-- RECORDS FOR THIS EXERCISE follows --

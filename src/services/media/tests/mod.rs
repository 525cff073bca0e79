//! Unit tests for media module
//!
//! Covers the pure derivations (selection, capabilities, position, ids) and
//! metadata normalization on top of in-memory sessions.

#![allow(clippy::panic)]
#![allow(clippy::unwrap_used)]

use std::{
    io::Cursor,
    sync::{Arc, Mutex},
    time::Duration,
};

use async_trait::async_trait;
use chrono::{TimeDelta, Utc};
use image::ImageFormat;
use tokio::sync::mpsc;

use super::{
    backend::{
        ManagerHandler, MediaSession, SessionManager, SignalHandler, SubscriptionToken,
        Thumbnail, TrackProperties,
        memory::{MemorySession, MemoryThumbnail},
    },
    capabilities,
    metadata::{ART_MIME_TYPE, track_id},
    notifier::EventNotifier,
    position,
    registry::{RegistryEvent, SessionRegistry},
    selector,
};
use crate::{
    config::MediaConfig,
    services::media::{
        AppId, ControlFlags, LoopMode, MediaError, MetadataFetcher, PlaybackInfo, PlaybackState,
        PlaybackStatus, RepeatMode, SessionCommand, SignalKind, TimelineAnchor,
        fallback_display_name,
    },
};

fn png_bytes() -> Vec<u8> {
    let mut encoded = Cursor::new(Vec::new());
    image::RgbImage::new(2, 2)
        .write_to(&mut encoded, ImageFormat::Png)
        .unwrap();
    encoded.into_inner()
}

fn timeline(start: u64, end: u64, position: u64) -> TimelineAnchor {
    TimelineAnchor {
        start: Duration::from_secs(start),
        end: Duration::from_secs(end),
        position: Duration::from_secs(position),
        last_updated: Utc::now(),
    }
}

fn ids(names: &[&str]) -> Vec<AppId> {
    names.iter().map(|name| AppId::from(*name)).collect()
}

#[test]
fn select_prefers_first_playing_session() {
    let app_ids = ids(&["a", "b", "c"]);
    let candidates = [
        (&app_ids[0], Some(PlaybackStatus::Paused)),
        (&app_ids[1], Some(PlaybackStatus::Playing)),
        (&app_ids[2], Some(PlaybackStatus::Playing)),
    ];

    let selected = selector::select(candidates, Some(&app_ids[0]));
    assert_eq!(selected, Some(AppId::from("b")));
}

#[test]
fn select_falls_back_to_preferred_then_first() {
    let app_ids = ids(&["a", "b"]);
    let candidates = || {
        [
            (&app_ids[0], Some(PlaybackStatus::Paused)),
            (&app_ids[1], None),
        ]
    };

    assert_eq!(
        selector::select(candidates(), Some(&app_ids[1])),
        Some(AppId::from("b"))
    );
    assert_eq!(
        selector::select(candidates(), Some(&AppId::from("gone"))),
        Some(AppId::from("a"))
    );
    assert_eq!(selector::select(candidates(), None), Some(AppId::from("a")));
}

#[test]
fn select_empty_candidates() {
    let preferred = AppId::from("a");
    let candidates: Vec<(&AppId, Option<PlaybackStatus>)> = Vec::new();
    assert_eq!(selector::select(candidates, Some(&preferred)), None);
}

#[test]
fn capabilities_without_controls_are_all_false() {
    let caps = capabilities::resolve(None, Some(&timeline(0, 100, 0)));
    assert!(!caps.can_control);
    assert!(!caps.can_play_pause);
    assert!(!caps.can_seek);
}

#[test]
fn capabilities_seek_requires_known_end() {
    let controls = ControlFlags::SEEK;

    let caps = capabilities::resolve(Some(controls), Some(&timeline(0, 0, 0)));
    assert!(!caps.can_seek);
    assert!(!caps.can_control);

    let caps = capabilities::resolve(Some(controls), None);
    assert!(!caps.can_seek);

    let caps = capabilities::resolve(Some(controls), Some(&timeline(0, 180, 0)));
    assert!(caps.can_seek);
    assert!(caps.can_control);
}

#[test]
fn capabilities_play_pause_accepts_either_flag() {
    let caps = capabilities::resolve(Some(ControlFlags::PAUSE | ControlFlags::NEXT), None);
    assert!(caps.can_play_pause);
    assert!(caps.can_go_next);
    assert!(!caps.can_go_previous);
    assert!(caps.can_control);
}

#[test]
fn position_is_zero_without_duration() {
    let anchor = timeline(0, 0, 42);
    assert_eq!(
        position::estimate(Some(PlaybackStatus::Playing), &anchor, Utc::now()),
        0.0
    );
}

#[test]
fn position_is_frozen_while_paused() {
    let mut anchor = timeline(10, 200, 70);
    anchor.last_updated = Utc::now() - TimeDelta::seconds(30);

    let elapsed = position::estimate(Some(PlaybackStatus::Paused), &anchor, Utc::now());
    assert!((elapsed - 60.0).abs() < f64::EPSILON);
}

#[test]
fn position_advances_while_playing() {
    let now = Utc::now();
    let mut anchor = timeline(0, 200, 20);
    anchor.last_updated = now - TimeDelta::seconds(5);

    let elapsed = position::estimate(Some(PlaybackStatus::Playing), &anchor, now);
    assert!((elapsed - 25.0).abs() < 1e-6);
}

#[test]
fn position_never_negative() {
    let anchor = timeline(30, 200, 10);
    assert_eq!(
        position::estimate(Some(PlaybackStatus::Stopped), &anchor, Utc::now()),
        0.0
    );
}

#[test]
fn track_id_of_empty_fields_is_empty() {
    assert_eq!(track_id("", "", "", "", true), "");
    assert_eq!(track_id("", "", "", "", false), "");
}

#[test]
fn track_id_joins_fields_in_order() {
    assert_eq!(
        track_id("Artist", "Artist", "Album", "Title", false),
        "Artist:Artist:Album:Title"
    );
    assert_eq!(track_id("", "", "", "Title", false), ":::Title");
}

#[test]
fn track_id_hashes_to_lowercase_md5() {
    assert_eq!(
        track_id("Artist", "Artist", "Album", "Title", true),
        "d5568d29b84125eb4356e602bab3c3c8"
    );
}

#[test]
fn track_id_is_stable_and_title_sensitive() {
    let first = track_id("Album Artist", "Artist", "Album", "Title", true);

    assert!(!first.is_empty());
    assert_eq!(first, track_id("Album Artist", "Artist", "Album", "Title", true));
    assert_ne!(first, track_id("Album Artist", "Artist", "Album", "Other", true));
}

#[test]
fn fallback_name_strips_exe_suffix() {
    assert_eq!(fallback_display_name(&AppId::from("Spotify.exe")), "Spotify");
    assert_eq!(fallback_display_name(&AppId::from("foobar2000.EXE")), "foobar2000");
    assert_eq!(fallback_display_name(&AppId::from("org.gnome.Lollypop")), "org.gnome.Lollypop");
    assert_eq!(fallback_display_name(&AppId::from("exe")), "exe");
}

#[test]
fn loop_mode_cycles_through_every_mode() {
    assert_eq!(LoopMode::None.cycled(), LoopMode::Playlist);
    assert_eq!(LoopMode::Playlist.cycled(), LoopMode::Track);
    assert_eq!(LoopMode::Track.cycled(), LoopMode::None);
    assert_eq!(LoopMode::from(Some(RepeatMode::List)), LoopMode::Playlist);
    assert_eq!(LoopMode::from(None::<RepeatMode>), LoopMode::None);
}

#[test]
fn playback_state_collapses_transitional_statuses() {
    assert_eq!(PlaybackState::from(PlaybackStatus::Playing), PlaybackState::Playing);
    assert_eq!(PlaybackState::from(PlaybackStatus::Paused), PlaybackState::Paused);
    for status in [
        PlaybackStatus::Closed,
        PlaybackStatus::Opened,
        PlaybackStatus::Changing,
        PlaybackStatus::Stopped,
    ] {
        assert_eq!(PlaybackState::from(status), PlaybackState::Stopped);
    }
    assert_eq!(PlaybackState::from(None), PlaybackState::Stopped);
}

#[test]
fn notifier_fires_new_callback_immediately() {
    use std::sync::atomic::{AtomicUsize, Ordering};

    let notifier = EventNotifier::new();
    let count = Arc::new(AtomicUsize::new(0));
    let counter = Arc::clone(&count);

    notifier.set(Arc::new(move || {
        counter.fetch_add(1, Ordering::SeqCst);
    }));
    assert_eq!(count.load(Ordering::SeqCst), 1);

    notifier.fire();
    assert_eq!(count.load(Ordering::SeqCst), 2);

    notifier.clear();
    notifier.fire();
    assert_eq!(count.load(Ordering::SeqCst), 2);
    assert!(!notifier.is_set());
}

#[test]
fn notifier_generation_counts_firings() {
    let notifier = EventNotifier::new();
    let generation = notifier.subscribe();

    notifier.fire();
    notifier.fire();
    assert_eq!(*generation.borrow(), 2);
}

fn session_with_track(thumbnail: Option<MemoryThumbnail>) -> Arc<MemorySession> {
    let session = MemorySession::new("player");
    session.set_timeline(Some(timeline(0, 240, 0)));
    session.set_track(TrackProperties {
        title: "Title".to_string(),
        artist: "Artist".to_string(),
        album: "Album".to_string(),
        album_artist: "Artist".to_string(),
        thumbnail: thumbnail.map(|t| Arc::new(t) as Arc<dyn Thumbnail>),
        ..TrackProperties::default()
    });
    session
}

#[tokio::test]
async fn fetch_normalizes_track_and_art() {
    let session = session_with_track(Some(MemoryThumbnail::new(png_bytes(), "image/png")));
    let fetcher = MetadataFetcher::new(&MediaConfig::default());

    let metadata = fetcher.fetch(session.as_ref()).await.unwrap();

    assert_eq!(metadata.id, "d5568d29b84125eb4356e602bab3c3c8");
    assert_eq!(metadata.title, "Title");
    assert_eq!(metadata.artists, vec!["Artist".to_string()]);
    assert_eq!(metadata.album_artists, vec!["Artist".to_string()]);
    assert!((metadata.length - 240.0).abs() < f64::EPSILON);

    let art = metadata.art_data.unwrap();
    assert_eq!(art.mime_types, vec![ART_MIME_TYPE.to_string()]);
    assert!(image::load_from_memory(&art.data).is_ok());
}

#[tokio::test]
async fn fetch_keeps_metadata_when_art_is_undecodable() {
    let session = session_with_track(Some(MemoryThumbnail::new(
        b"not an image".to_vec(),
        "image/jpeg",
    )));
    let fetcher = MetadataFetcher::new(&MediaConfig::default());

    let metadata = fetcher.fetch(session.as_ref()).await.unwrap();
    assert_eq!(metadata.title, "Title");
    assert!(metadata.art_data.is_none());
}

#[tokio::test]
async fn fetch_drops_art_after_timeout() {
    let session = session_with_track(Some(
        MemoryThumbnail::new(png_bytes(), "image/png").with_delay(Duration::from_secs(5)),
    ));
    let config = MediaConfig {
        thumbnail_timeout_ms: 20,
        ..MediaConfig::default()
    };
    let fetcher = MetadataFetcher::new(&config);

    let metadata = tokio::time::timeout(Duration::from_secs(2), fetcher.fetch(session.as_ref()))
        .await
        .unwrap()
        .unwrap();
    assert!(metadata.art_data.is_none());
}

#[tokio::test]
async fn fetch_drops_art_when_thumbnail_fails() {
    let session = session_with_track(Some(MemoryThumbnail::failing()));
    let fetcher = MetadataFetcher::new(&MediaConfig::default());

    let metadata = fetcher.fetch(session.as_ref()).await.unwrap();
    assert!(metadata.art_data.is_none());
}

#[tokio::test]
async fn fetch_fails_without_track_properties() {
    let session = session_with_track(None);
    session.fail_track_properties(true);
    let fetcher = MetadataFetcher::new(&MediaConfig::default());

    assert!(fetcher.fetch(session.as_ref()).await.is_none());
}

#[tokio::test]
async fn fetch_uses_raw_ids_when_hashing_disabled() {
    let session = session_with_track(None);
    let config = MediaConfig {
        hash_track_ids: false,
        ..MediaConfig::default()
    };

    let metadata = MetadataFetcher::new(&config)
        .fetch(session.as_ref())
        .await
        .unwrap();
    assert_eq!(metadata.id, "Artist:Artist:Album:Title");
}

#[tokio::test]
async fn fetch_ids_follow_the_track_not_the_call() {
    let session = session_with_track(None);
    let fetcher = MetadataFetcher::new(&MediaConfig::default());

    let first = fetcher.fetch(session.as_ref()).await.unwrap().id;
    let again = fetcher.fetch(session.as_ref()).await.unwrap().id;
    assert_eq!(first, again);

    session.set_track(TrackProperties {
        title: "Next Title".to_string(),
        artist: "Artist".to_string(),
        album: "Album".to_string(),
        album_artist: "Artist".to_string(),
        ..TrackProperties::default()
    });
    let next = fetcher.fetch(session.as_ref()).await.unwrap().id;
    assert_ne!(first, next);
}

#[tokio::test]
async fn memory_session_applies_commands() {
    let session = MemorySession::new("player");
    session.set_playback_info(Some(PlaybackInfo {
        status: PlaybackStatus::Paused,
        ..PlaybackInfo::default()
    }));

    session
        .send(super::SessionCommand::TogglePlayPause)
        .await
        .unwrap();
    assert_eq!(
        session.playback_info().map(|info| info.status),
        Some(PlaybackStatus::Playing)
    );

    session
        .send(super::SessionCommand::SetRepeat(RepeatMode::Track))
        .await
        .unwrap();
    assert_eq!(
        session.playback_info().and_then(|info| info.repeat),
        Some(RepeatMode::Track)
    );
    assert_eq!(session.commands().len(), 2);
}

/// Session that keeps every handler it is given and never unregisters them,
/// so callbacks can still be invoked after the registry released them.
struct CapturingSession {
    app_id: AppId,
    handlers: Mutex<Vec<SignalHandler>>,
}

impl CapturingSession {
    fn new(app_id: &str) -> Arc<Self> {
        Arc::new(Self {
            app_id: AppId::from(app_id),
            handlers: Mutex::new(Vec::new()),
        })
    }

    fn take_handlers(&self) -> Vec<SignalHandler> {
        std::mem::take(&mut *self.handlers.lock().unwrap())
    }
}

#[async_trait]
impl MediaSession for CapturingSession {
    fn app_id(&self) -> AppId {
        self.app_id.clone()
    }

    fn playback_info(&self) -> Option<PlaybackInfo> {
        None
    }

    fn timeline(&self) -> Option<TimelineAnchor> {
        None
    }

    async fn track_properties(&self) -> Result<TrackProperties, MediaError> {
        Ok(TrackProperties::default())
    }

    fn subscribe(
        &self,
        _kind: SignalKind,
        handler: SignalHandler,
    ) -> Result<SubscriptionToken, MediaError> {
        self.handlers.lock().unwrap().push(handler);
        Ok(SubscriptionToken::new(|| {}))
    }

    async fn send(&self, _command: SessionCommand) -> Result<(), MediaError> {
        Ok(())
    }
}

struct SingleSessionManager(Arc<CapturingSession>);

#[async_trait]
impl SessionManager for SingleSessionManager {
    async fn sessions(&self) -> Result<Vec<Arc<dyn MediaSession>>, MediaError> {
        Ok(vec![Arc::clone(&self.0) as Arc<dyn MediaSession>])
    }

    fn subscribe(&self, _handler: ManagerHandler) -> Result<SubscriptionToken, MediaError> {
        Ok(SubscriptionToken::new(|| {}))
    }

    async fn current_session(&self) -> Result<Option<AppId>, MediaError> {
        Ok(None)
    }

    async fn display_name(&self, _app_id: &AppId) -> Option<String> {
        None
    }
}

#[tokio::test]
async fn registry_ignores_signals_from_replaced_subscriptions() {
    let session = CapturingSession::new("player");
    let manager = Arc::new(SingleSessionManager(Arc::clone(&session)));
    let notifier = Arc::new(EventNotifier::new());
    let fired = notifier.subscribe();
    let (events_tx, mut events_rx) = mpsc::unbounded_channel();
    let registry =
        SessionRegistry::new(manager, MediaConfig::default(), Arc::clone(&notifier), events_tx);

    registry.rebuild().await;
    let old_handlers = session.take_handlers();
    assert_eq!(old_handlers.len(), SignalKind::ALL.len());

    // Queued before the rebuild, handled after it.
    (old_handlers[0])();
    let queued = events_rx.try_recv().unwrap();

    registry.rebuild().await;

    for handler in &old_handlers {
        handler();
    }
    assert!(events_rx.try_recv().is_err());

    let RegistryEvent::Signal {
        app_id,
        generation: old_generation,
        kind,
    } = queued
    else {
        panic!("expected a session signal, got {queued:?}");
    };
    let before = *fired.borrow();
    registry.handle_signal(&app_id, old_generation, kind).await;
    assert_eq!(*fired.borrow(), before);

    let new_handlers = session.take_handlers();
    (new_handlers[0])();
    let event = events_rx.try_recv().unwrap();
    let RegistryEvent::Signal {
        app_id,
        generation,
        kind,
    } = event
    else {
        panic!("expected a session signal, got {event:?}");
    };
    assert_ne!(generation, old_generation);

    registry.handle_signal(&app_id, generation, kind).await;
    assert_eq!(*fired.borrow(), before + 1);
}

-- RECORDS FOR THIS EXERCISE concluded --

## EXERCISE DIRECTIONS
Return only the lines between the one holding "let again = fetcher.fetch(session.as_ref()).await.unwrap().id;" and the one holding "async fn memory_session_applies_commands()", inclusive, exactly as they appear above.

## THE ANSWER
    let again = fetcher.fetch(session.as_ref()).await.unwrap().id;
    assert_eq!(first, again);

    session.set_track(TrackProperties {
        title: "Next Title".to_string(),
        artist: "Artist".to_string(),
        album: "Album".to_string(),
        album_artist: "Artist".to_string(),
        ..TrackProperties::default()
    });
    let next = fetcher.fetch(session.as_ref()).await.unwrap().id;
    assert_ne!(first, next);
}

#[tokio::test]
async fn memory_session_applies_commands() {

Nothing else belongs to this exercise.